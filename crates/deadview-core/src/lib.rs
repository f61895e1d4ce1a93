//! deadview-core: find the templates your production traffic never renders.
//!
//! A host process builds one [`CatcherContext`](catcher::CatcherContext) at
//! startup, feeds render events into it through a
//! [`RenderHook`](catcher::RenderHook), and installs the signal tasks with
//! [`catcher::watch`]. Operators then:
//!
//! - send the dump signal (`TRAP` by default) to one process to write its
//!   own stats to the report file, or
//! - send the aggregate signal (`URG` by default) to one process, which fans
//!   the dump signal out to every sibling matching the process filter, polls
//!   the report file for each answer and writes a consolidated report.
//!
//! ```ignore
//! let settings = Settings::load(None)?;
//! let templates = templates::scan(&settings.root, &settings.views_dir)?;
//! let ctx = Arc::new(CatcherContext::new(templates));
//! let handle = catcher::watch(&settings, ctx.clone())?;
//! let hook = RenderHook::new(ctx, &settings.root, &settings.views_dir);
//! ```

pub mod catcher;
pub mod config;
pub mod error;
pub mod process;
pub mod registry;
pub mod report_file;
pub mod snapshot;
pub mod templates;

pub use catcher::{CatcherContext, RenderHook, WatchHandle};
pub use config::Settings;
pub use error::CatcherError;
pub use registry::UsageRegistry;
pub use snapshot::{ConsolidatedReport, Snapshot};
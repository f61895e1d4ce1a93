//! Process-wide telemetry state, owned by the host and shared by handle.

use std::time::Instant;

use chrono::{DateTime, Local};
use parking_lot::Mutex;

use crate::error::CatcherError;
use crate::registry::UsageRegistry;
use crate::snapshot::{self, Snapshot};

/// The single telemetry instance of a process.
///
/// Created once at startup and handed (as `Arc`) to the render hook and
/// both signal tasks.
pub struct CatcherContext {
    /// Pid stamped on every snapshot
    pid: u32,
    /// Monotonic start, for running hours
    started_at: Instant,
    /// Wall clock start, for display
    started_on: DateTime<Local>,
    registry: Mutex<UsageRegistry>,
    /// Last error swallowed by the render hook
    last_exception: Mutex<Option<String>>,
}

impl CatcherContext {
    /// Track `templates` for the current process
    pub fn new<I, S>(templates: I) -> Self
    where
        I: IntoIterator<Item = S>,
        S: Into<String>,
    {
        Self::with_pid(templates, std::process::id())
    }

    /// Track `templates` on behalf of `pid`
    pub fn with_pid<I, S>(templates: I, pid: u32) -> Self
    where
        I: IntoIterator<Item = S>,
        S: Into<String>,
    {
        Self {
            pid,
            started_at: Instant::now(),
            started_on: Local::now(),
            registry: Mutex::new(UsageRegistry::new(templates)),
            last_exception: Mutex::new(None),
        }
    }

    /// Pid stamped on snapshots
    pub fn pid(&self) -> u32 {
        self.pid
    }

    /// When tracking started
    pub fn started_on(&self) -> DateTime<Local> {
        self.started_on
    }

    /// Count one render of `template_id`
    pub fn record_render(&self, template_id: &str) -> Result<(), CatcherError> {
        self.registry.lock().record_render(template_id)
    }

    /// Remember `message` as the last exception, replacing any previous one
    pub fn stash_exception(&self, message: impl Into<String>) {
        *self.last_exception.lock() = Some(message.into());
    }

    /// Last exception swallowed by the render hook
    pub fn last_exception(&self) -> Option<String> {
        self.last_exception.lock().clone()
    }

    /// Number of tracked templates
    pub fn template_count(&self) -> usize {
        self.registry.lock().len()
    }

    /// Read-only access to the registry
    pub fn with_registry<R>(&self, f: impl FnOnce(&UsageRegistry) -> R) -> R {
        f(&self.registry.lock())
    }

    /// Current state as a snapshot
    pub fn snapshot(&self) -> Snapshot {
        let last_exception = self.last_exception();
        let registry = self.registry.lock();
        snapshot::encode(
            &registry,
            self.started_at,
            last_exception.as_deref(),
            self.pid,
        )
    }
}

#[cfg(test)]
mod tests {
    use super::*;

    #[test]
    fn test_snapshot_reflects_renders() {
        let ctx = CatcherContext::with_pid(["a.html", "b.html"], 31);
        ctx.record_render("a.html").unwrap();
        ctx.record_render("a.html").unwrap();

        let snapshot = ctx.snapshot();
        assert_eq!(snapshot.pid, 31);
        assert_eq!(snapshot.views_rendered, 2);
        assert_eq!(snapshot.complete_stats["a.html"], 2);
        assert_eq!(snapshot.dead_views.keys().collect::<Vec<_>>(), vec!["b.html"]);
        assert_eq!(snapshot.running_hours, 0.0);
    }

    #[test]
    fn test_exception_overwrites() {
        let ctx = CatcherContext::new(["a.html"]);
        assert!(ctx.last_exception().is_none());

        ctx.stash_exception("first");
        ctx.stash_exception("second");

        assert_eq!(ctx.last_exception().as_deref(), Some("second"));
        assert_eq!(ctx.snapshot().exception_caught, vec!["second"]);
    }

    #[test]
    fn test_default_pid_is_current_process() {
        let ctx = CatcherContext::new(Vec::<String>::new());
        assert_eq!(ctx.pid(), std::process::id());
        assert_eq!(ctx.template_count(), 0);
    }
}
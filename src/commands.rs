//! Subcommand implementations

use std::time::Duration;

use anyhow::{Context, Result};
use chrono::{DateTime, Local};
use nix::sys::signal::Signal;

use deadview_core::process::{KillSignaller, Signaller};
use deadview_core::report_file::{ReportFile, POLL_INTERVAL};
use deadview_core::Settings;

use crate::config::Command;
use crate::report::{self, Report};

/// Dispatch a parsed subcommand
pub async fn run(command: &Command, settings: Settings) -> Result<()> {
    match command {
        Command::Serve => crate::host::run(settings).await,
        Command::Dump { pid, timeout_secs } => {
            let report = dump(&settings, *pid, Duration::from_secs(*timeout_secs)).await?;
            report::print(&report);
            Ok(())
        }
        Command::Aggregate { pid, timeout_secs } => {
            let report = aggregate(&settings, *pid, Duration::from_secs(*timeout_secs)).await?;
            report::print(&report);
            Ok(())
        }
        Command::Show { json } => show(&settings, *json),
    }
}

/// Send the dump signal to `pid` and wait for its snapshot
pub async fn dump(settings: &Settings, pid: u32, timeout: Duration) -> Result<Report> {
    let file = ReportFile::new(settings.report_path());
    let requested_at = request(pid, settings.dump_signal()?)?;

    wait_for(&file, timeout, |report| match report {
        Report::Process(snapshot) => snapshot.pid == pid && snapshot.captured_at >= requested_at,
        Report::Fleet(_) => false,
    })
    .await
    .with_context(|| format!("pid {} did not dump to {}", pid, file.path().display()))
}

/// Send the aggregate signal to `pid` and wait for its consolidated report
pub async fn aggregate(settings: &Settings, pid: u32, timeout: Duration) -> Result<Report> {
    let file = ReportFile::new(settings.report_path());
    let requested_at = request(pid, settings.aggregate_signal()?)?;

    wait_for(&file, timeout, |report| match report {
        Report::Fleet(fleet) => {
            fleet.snapshot.pid == pid && fleet.snapshot.captured_at >= requested_at
        }
        Report::Process(_) => false,
    })
    .await
    .with_context(|| {
        format!(
            "pid {} did not write a consolidated report to {} (is a process filter configured?)",
            pid,
            file.path().display()
        )
    })
}

/// Print the current report file
pub fn show(settings: &Settings, json: bool) -> Result<()> {
    let file = ReportFile::new(settings.report_path());
    let report = Report::load(&file)
        .with_context(|| format!("No readable report at {}", file.path().display()))?;
    if json {
        println!("{}", report.to_json()?);
    } else {
        report::print(&report);
    }
    Ok(())
}

fn request(pid: u32, signal: Signal) -> Result<DateTime<Local>> {
    let requested_at = Local::now();
    KillSignaller.send(pid, signal)?;
    tracing::debug!("Sent {} to pid {}", signal.as_str(), pid);
    Ok(requested_at)
}

/// Poll the report file until `accept` holds or `timeout` elapses.
///
/// Unreadable content counts as not ready.
async fn wait_for(
    file: &ReportFile,
    timeout: Duration,
    accept: impl Fn(&Report) -> bool,
) -> Result<Report> {
    let deadline = tokio::time::Instant::now() + timeout;
    loop {
        if let Ok(report) = Report::load(file) {
            if accept(&report) {
                return Ok(report);
            }
        }
        if tokio::time::Instant::now() >= deadline {
            anyhow::bail!("timed out after {:?}", timeout);
        }
        tokio::time::sleep(POLL_INTERVAL).await;
    }
}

┄┄┄┄┄┄┄┄┄┄┄┄┄┄┄┄┄┄┄┄

Action item:
Among the records, find every line with the word "anyhow" and copy it.

Reply to the exercise:
use anyhow::{Context, Result};
            anyhow::bail!("timed out after {:?}", timeout);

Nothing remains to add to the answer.